Thread interruption. future.cancel(true) sets the thread’s interrupt flag. Most HTTP client implementations check the interrupt flag between I/O operations, but not during a blocking read. If the request has been sent and the client is waiting for the response, the interrupt may not take effect until after the response arrives.

Connection-level cancellation. HTTP/2 supports RST_STREAM to cancel a specific request. HTTP/1.1 does not have per-request cancellation; the connection carries one request at a time, and the only way to “cancel” is to close the connection. Closing the connection returns it to the pool in a broken state.

Server-side processing. Even if the client cancels the request, the server has already received it. The server processes the request, generates the response, and sends it. The response is discarded by the client (or the connection is closed). The server did the work regardless.

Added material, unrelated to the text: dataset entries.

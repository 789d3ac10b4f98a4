use std::io;
use std::path::PathBuf;
use std::process::ExitStatus;

/// The linting engine couldn't produce a report for the requested files.
#[derive(Debug, thiserror::Error)]
pub enum EngineError {
    #[error("Failed to start linter `{command}`: {source}")]
    Spawn {
        command: String,
        #[source]
        source: io::Error,
    },
    #[error("Linter `{command}` failed ({status}):\n{stderr}")]
    Failed {
        command: String,
        status: ExitStatus,
        stderr: String,
    },
    #[error("Couldn't read the linter report: {0}")]
    Report(#[from] serde_json::Error),
    #[error("{0}")]
    Other(String),
}

/// The preprocessor couldn't produce its output file.
#[derive(Debug, thiserror::Error)]
pub enum PreprocessError {
    #[error("Source file `{}` doesn't exist", .0.display())]
    MissingSource(PathBuf),
    #[error("Failed to write `{}`: {source}", path.display())]
    Write {
        path: PathBuf,
        #[source]
        source: io::Error,
    },
    #[error("Failed to start bundler `{command}`: {source}")]
    Spawn {
        command: String,
        #[source]
        source: io::Error,
    },
    #[error("Bundler `{command}` failed ({status}):\n{stderr}")]
    Failed {
        command: String,
        status: ExitStatus,
        stderr: String,
    },
}

#[derive(Debug, thiserror::Error)]
pub enum ConfigError {
    #[error("Failed to read `{}`: {source}", path.display())]
    Read {
        path: PathBuf,
        #[source]
        source: io::Error,
    },
    #[error("Failed to parse `{}`:\n{source}", path.display())]
    Deserialize {
        path: PathBuf,
        #[source]
        source: toml::de::Error,
    },
}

For the transaction platform, the balance check is cheap (database query, ~5ms server-side processing). The cost of processing a discarded hedge request is negligible. For expensive operations (report generation, complex aggregations), the server should accept a cancellation token (request header or query parameter) and periodically check whether the caller has cancelled.

Hedging with Resilience4J Patterns

Hedging interacts with the composed resilience stack. The correct placement:

Retry -> CircuitBreaker -> RateLimiter -> Bulkhead -> [Hedging -> TimeLimiter -> HTTP Call]

Hedging is inside the Bulkhead because each hedged call consumes a bulkhead permit. The primary and the hedge each need a permit. This means the effective concurrency for hedged calls is doubled at the bulkhead layer. If the bulkhead has 20 permits and 10 calls are hedged simultaneously, 20 permits are consumed (10 primaries + 10 hedges), leaving no permits for other calls.

Configure the bulkhead to account for hedge overhead:

resilience4j:
  bulkhead:
    instances:
      balanceCheck:
        max-concurrent-calls: 30 # 20 for normal calls + 10 for hedges
        # Assumes ~5% of calls trigger a hedge, and under peak load,
        # up to 10 hedges may be in flight simultaneously

The circuit breaker records both the primary and the hedge outcomes. If both fail, that is two failures recorded. If the primary fails but the hedge succeeds, the primary’s failure is still recorded. This is correct: the circuit breaker tracks the dependency’s health, and a slow or failing primary response is a signal even if the hedge covered for it.